■ Assignment: Scan the lines below for the word "crate". Copy each line you find it in.

Stored data:
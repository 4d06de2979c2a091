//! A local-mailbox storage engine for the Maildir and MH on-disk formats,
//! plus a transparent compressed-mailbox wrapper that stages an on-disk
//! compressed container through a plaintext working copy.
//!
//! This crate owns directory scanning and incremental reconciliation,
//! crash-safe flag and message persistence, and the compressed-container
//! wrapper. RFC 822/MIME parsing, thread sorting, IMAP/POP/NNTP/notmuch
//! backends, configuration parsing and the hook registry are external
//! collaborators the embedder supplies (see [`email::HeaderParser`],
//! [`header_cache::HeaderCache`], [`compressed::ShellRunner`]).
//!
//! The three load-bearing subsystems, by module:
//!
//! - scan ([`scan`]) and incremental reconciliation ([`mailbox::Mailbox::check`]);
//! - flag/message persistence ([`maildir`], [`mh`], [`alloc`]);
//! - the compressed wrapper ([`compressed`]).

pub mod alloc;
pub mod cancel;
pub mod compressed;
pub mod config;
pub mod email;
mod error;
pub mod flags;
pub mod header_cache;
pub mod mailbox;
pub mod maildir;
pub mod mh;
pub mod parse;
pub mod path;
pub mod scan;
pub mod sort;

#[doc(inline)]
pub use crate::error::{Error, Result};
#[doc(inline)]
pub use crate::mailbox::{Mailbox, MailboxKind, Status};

* * *

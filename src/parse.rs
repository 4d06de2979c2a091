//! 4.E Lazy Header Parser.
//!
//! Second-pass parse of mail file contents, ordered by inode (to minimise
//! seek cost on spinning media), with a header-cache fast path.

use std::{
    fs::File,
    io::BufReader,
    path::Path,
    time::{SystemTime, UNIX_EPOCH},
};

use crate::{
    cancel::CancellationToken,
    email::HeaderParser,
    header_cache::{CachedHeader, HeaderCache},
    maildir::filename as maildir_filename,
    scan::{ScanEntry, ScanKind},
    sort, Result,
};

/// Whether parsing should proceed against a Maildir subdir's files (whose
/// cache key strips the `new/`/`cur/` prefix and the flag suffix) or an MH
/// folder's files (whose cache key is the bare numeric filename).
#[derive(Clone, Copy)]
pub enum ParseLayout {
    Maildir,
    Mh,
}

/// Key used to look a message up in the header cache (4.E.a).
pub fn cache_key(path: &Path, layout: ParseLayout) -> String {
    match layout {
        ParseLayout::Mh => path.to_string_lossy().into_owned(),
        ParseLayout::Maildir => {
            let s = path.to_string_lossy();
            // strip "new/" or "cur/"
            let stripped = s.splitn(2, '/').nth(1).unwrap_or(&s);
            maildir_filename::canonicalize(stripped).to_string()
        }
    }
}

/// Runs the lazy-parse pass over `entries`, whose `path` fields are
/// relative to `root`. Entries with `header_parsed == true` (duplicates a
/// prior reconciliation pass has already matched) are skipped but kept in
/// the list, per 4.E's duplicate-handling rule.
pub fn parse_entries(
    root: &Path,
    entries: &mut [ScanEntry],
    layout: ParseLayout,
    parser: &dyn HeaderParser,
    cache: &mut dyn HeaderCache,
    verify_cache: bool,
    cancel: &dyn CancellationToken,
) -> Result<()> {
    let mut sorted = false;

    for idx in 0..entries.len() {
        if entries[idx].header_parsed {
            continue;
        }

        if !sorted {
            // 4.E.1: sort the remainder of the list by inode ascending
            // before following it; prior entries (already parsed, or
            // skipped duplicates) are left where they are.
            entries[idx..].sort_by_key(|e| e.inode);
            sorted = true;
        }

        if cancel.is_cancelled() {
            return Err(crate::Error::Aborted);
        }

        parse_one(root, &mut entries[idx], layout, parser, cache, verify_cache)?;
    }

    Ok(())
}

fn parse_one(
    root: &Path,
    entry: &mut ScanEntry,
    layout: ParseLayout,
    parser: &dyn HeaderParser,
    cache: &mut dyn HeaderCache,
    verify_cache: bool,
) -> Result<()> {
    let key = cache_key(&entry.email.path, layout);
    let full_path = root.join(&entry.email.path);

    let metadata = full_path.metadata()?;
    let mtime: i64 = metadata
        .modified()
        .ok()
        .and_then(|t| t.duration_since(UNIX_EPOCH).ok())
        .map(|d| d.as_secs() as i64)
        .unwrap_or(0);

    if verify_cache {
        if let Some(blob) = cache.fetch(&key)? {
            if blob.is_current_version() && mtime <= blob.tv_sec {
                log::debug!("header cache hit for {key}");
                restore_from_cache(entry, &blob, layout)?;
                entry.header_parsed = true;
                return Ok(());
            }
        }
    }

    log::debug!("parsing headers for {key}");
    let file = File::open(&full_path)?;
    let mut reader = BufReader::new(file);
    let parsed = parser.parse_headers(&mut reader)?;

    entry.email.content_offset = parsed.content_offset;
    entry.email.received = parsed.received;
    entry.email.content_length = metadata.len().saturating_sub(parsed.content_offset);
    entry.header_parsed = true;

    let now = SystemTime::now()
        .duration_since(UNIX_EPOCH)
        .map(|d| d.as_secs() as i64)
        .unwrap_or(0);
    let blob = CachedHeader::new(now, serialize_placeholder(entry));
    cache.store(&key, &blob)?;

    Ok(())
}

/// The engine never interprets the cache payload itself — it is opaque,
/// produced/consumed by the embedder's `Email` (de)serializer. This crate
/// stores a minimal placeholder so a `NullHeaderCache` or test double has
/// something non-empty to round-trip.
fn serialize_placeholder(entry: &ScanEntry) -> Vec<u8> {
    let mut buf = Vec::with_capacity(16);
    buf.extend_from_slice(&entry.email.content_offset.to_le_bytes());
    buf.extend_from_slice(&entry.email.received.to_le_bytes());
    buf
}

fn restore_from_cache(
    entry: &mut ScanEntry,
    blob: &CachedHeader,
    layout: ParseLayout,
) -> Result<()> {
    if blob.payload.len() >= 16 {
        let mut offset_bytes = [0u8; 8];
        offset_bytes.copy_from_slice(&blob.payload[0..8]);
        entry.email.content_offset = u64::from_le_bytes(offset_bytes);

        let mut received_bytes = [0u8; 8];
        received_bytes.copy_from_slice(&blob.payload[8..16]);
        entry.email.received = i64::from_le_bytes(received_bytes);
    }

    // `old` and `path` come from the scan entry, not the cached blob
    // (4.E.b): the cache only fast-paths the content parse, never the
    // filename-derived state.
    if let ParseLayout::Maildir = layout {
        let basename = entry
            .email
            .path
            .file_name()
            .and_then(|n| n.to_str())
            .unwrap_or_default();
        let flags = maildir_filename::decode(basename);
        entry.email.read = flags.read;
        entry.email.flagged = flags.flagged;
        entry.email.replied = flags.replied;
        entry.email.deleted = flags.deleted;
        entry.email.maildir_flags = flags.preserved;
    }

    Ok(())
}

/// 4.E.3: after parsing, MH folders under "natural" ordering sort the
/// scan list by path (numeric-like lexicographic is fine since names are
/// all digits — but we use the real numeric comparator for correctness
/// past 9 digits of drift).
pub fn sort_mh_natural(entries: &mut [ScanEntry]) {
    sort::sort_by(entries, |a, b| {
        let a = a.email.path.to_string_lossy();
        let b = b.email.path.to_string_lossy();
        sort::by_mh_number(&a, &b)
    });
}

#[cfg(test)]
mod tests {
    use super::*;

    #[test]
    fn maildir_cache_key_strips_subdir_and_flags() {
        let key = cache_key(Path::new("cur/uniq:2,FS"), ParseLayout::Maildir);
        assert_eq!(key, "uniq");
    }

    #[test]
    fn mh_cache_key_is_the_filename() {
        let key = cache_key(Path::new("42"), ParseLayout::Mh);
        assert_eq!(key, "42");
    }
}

■ Solved exercise:
//! This crate owns directory scanning and incremental reconciliation,
pub use crate::error::{Error, Result};
pub use crate::mailbox::{Mailbox, MailboxKind, Status};
use crate::{
            return Err(crate::Error::Aborted);
/// produced/consumed by the embedder's `Email` (de)serializer. This crate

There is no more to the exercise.